Dataframes within functions, called local variables, should typically just be called df, in my opinion. This convention is predictable and consistent. Global dataframes should be named something more descriptive, such as defaults_df. For example, a helper function might look something like the following.

def select_columns(df, col_list):
df = df[col_list]
return df

Our global dataframe, which we could get by querying a database, should look something like the following.

defaults_df = pd.read_sql(defaults_query, get_mysql_conn())

Using select_columns() would look something like the following.

defaults_df = select_column(defaults_df, columns_for_modeling)

A brief word on columns: keep the formatting consistent. I prefer columns that are all lowercase and where spaces are replaced by underscores (i.e. snake case).

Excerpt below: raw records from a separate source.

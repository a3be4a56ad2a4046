use crate::board::Board;
use crate::cell::Cell;
use std::collections::HashSet;
use std::fs;
use std::path::Path;
use std::str::SplitWhitespace;
use thiserror::Error;

/// Errors produced while loading and validating an input file.
#[derive(Debug, Error)]
pub enum ConfigError {
    #[error("couldn't open file: {0}")]
    Io(#[from] std::io::Error),

    #[error("file is not correctly formatted: expected {0}")]
    Malformed(&'static str),

    #[error("board dimensions must be positive")]
    InvalidDimensions,

    #[error("coordinate ({row}, {col}) is outside the board")]
    OutOfBounds { row: usize, col: usize },

    #[error("coordinate ({row}, {col}) is occupied twice")]
    Collision { row: usize, col: usize },
}

/// A fully validated initial configuration for the simulation.
///
/// The input format is a plain whitespace-separated token stream: the board
/// dimensions as `rows cols`, the iteration budget, the similarity
/// threshold, then each occupant list as a count followed by that many
/// `row col` pairs (type A first, then type B).
#[derive(Clone, Debug, PartialEq)]
pub struct Config {
    pub rows: usize,
    pub cols: usize,
    pub iterations: usize,
    pub threshold: f64,
    pub type_a: Vec<(usize, usize)>,
    pub type_b: Vec<(usize, usize)>,
}

impl Config {
    /// Reads and parses an input file.
    pub fn load(path: &Path) -> Result<Config, ConfigError> {
        let contents = fs::read_to_string(path)?;
        Config::parse(&contents)
    }

    /// Parses and validates an input file's contents.
    ///
    /// A successful parse guarantees positive dimensions, every placement in
    /// bounds and no two placements on the same cell, so the engine never
    /// needs to re-validate.
    pub fn parse(contents: &str) -> Result<Config, ConfigError> {
        let mut tokens = Tokens::new(contents);

        let rows = tokens.next_usize("the number of rows")?;
        let cols = tokens.next_usize("the number of columns")?;
        let iterations = tokens.next_usize("the iteration budget")?;
        let threshold = tokens.next_f64("the similarity threshold")?;

        if rows == 0 || cols == 0 {
            return Err(ConfigError::InvalidDimensions);
        }

        let type_a = tokens.next_placements("a type A coordinate")?;
        let type_b = tokens.next_placements("a type B coordinate")?;

        let config = Config {
            rows,
            cols,
            iterations,
            threshold,
            type_a,
            type_b,
        };
        config.validate_placements()?;

        Ok(config)
    }

    /// Builds the initial board from the validated placements.
    pub fn to_board(&self) -> Board {
        let mut board = Board::new(self.cols, self.rows);

        for &(row, col) in &self.type_a {
            board.set(row, col, Cell::TypeA);
        }
        for &(row, col) in &self.type_b {
            board.set(row, col, Cell::TypeB);
        }

        board
    }

    fn validate_placements(&self) -> Result<(), ConfigError> {
        let mut taken = HashSet::new();

        for &(row, col) in self.type_a.iter().chain(self.type_b.iter()) {
            if row >= self.rows || col >= self.cols {
                return Err(ConfigError::OutOfBounds { row, col });
            }
            if !taken.insert((row, col)) {
                return Err(ConfigError::Collision { row, col });
            }
        }

        Ok(())
    }
}

struct Tokens<'a> {
    inner: SplitWhitespace<'a>,
}

impl<'a> Tokens<'a> {
    fn new(contents: &'a str) -> Tokens<'a> {
        Tokens {
            inner: contents.split_whitespace(),
        }
    }

    fn next_usize(&mut self, what: &'static str) -> Result<usize, ConfigError> {
        self.inner
            .next()
            .and_then(|token| token.parse().ok())
            .ok_or(ConfigError::Malformed(what))
    }

    fn next_f64(&mut self, what: &'static str) -> Result<f64, ConfigError> {
        self.inner
            .next()
            .and_then(|token| token.parse().ok())
            .ok_or(ConfigError::Malformed(what))
    }

    fn next_placements(&mut self, what: &'static str) -> Result<Vec<(usize, usize)>, ConfigError> {
        let count = self.next_usize("an occupant count")?;
        let mut placements = Vec::with_capacity(count);

        for _ in 0..count {
            let row = self.next_usize(what)?;
            let col = self.next_usize(what)?;
            placements.push((row, col));
        }

        Ok(placements)
    }
}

Do your best to keep column names consistent. This helps prevent errors and can increase development efficiency.

That covers dataframes. What about other common structures, like lists and dictionaries? Again, in the global scope, we want something descriptive, not my_list or dict2. Try names like columns_to_strings_list or csv_replacement_names_dict. I am a big fan of descriptive, albeit longer, names. This allows others to read our code from start to finish and clearly understand what is happening even without digging deep into the code. This can be powerful. Likewise, I often prefer to append the data structure to the end of the object name for added clarity.

What about function names? I tend to prefer function names that begin with verbs. For instance, I would recommend a name like make_predictions() over predictions(). The verb communicates action and encourages better descriptions in my view. Likewise, a common convention is to have one function that actually runs the execution (see the GitHub repo for examples). This provides a clear, consistent entrypoint for readers of our code. I highly recommend following this convention. This type of function allows us to write a single, full docstring of what is being executed (though sometimes a docstring can be put at the top of a file). I also tend to pass in all global variables into the main execution function as a singular and predictable funnel. Oftentimes, this primary entrypoint function is simply called main, which is another solid convention but may not always be appropriate.

And what about file names? Consistency and conciseness are the big qualifications in my mind. For example, our modeling directory has the following files: config.py, evaluate.py, explain.py, model.py, pipeline.py, and train.py. We don't have any crazy names. They are short yet descriptive.

Lastly, I want to comment on inertia in naming conventions. All programmers have been there. We name something as df2 and get the code working in production. We don’t go back and refactor the names because, well, the scripts work like we need them. Rather, focus on writing good code with sensible naming conventions up front. This will help fight the inertia with poorly named features and objects that can be confusing once we haven't looked at our code in 6 months.

Comments and Docstrings

Properly commenting code is somewhat of a controversial topic. Some data scientists comment religiously. Others do not comment much at all. Contrary to what might be common advice, I side with the latter camp. We should strive to write clean, clear code. If someone else reads your code, even if they don’t know how to program, your naming conventions and general structure should be clear enough for them to follow. Good code largely eliminates the need for comments.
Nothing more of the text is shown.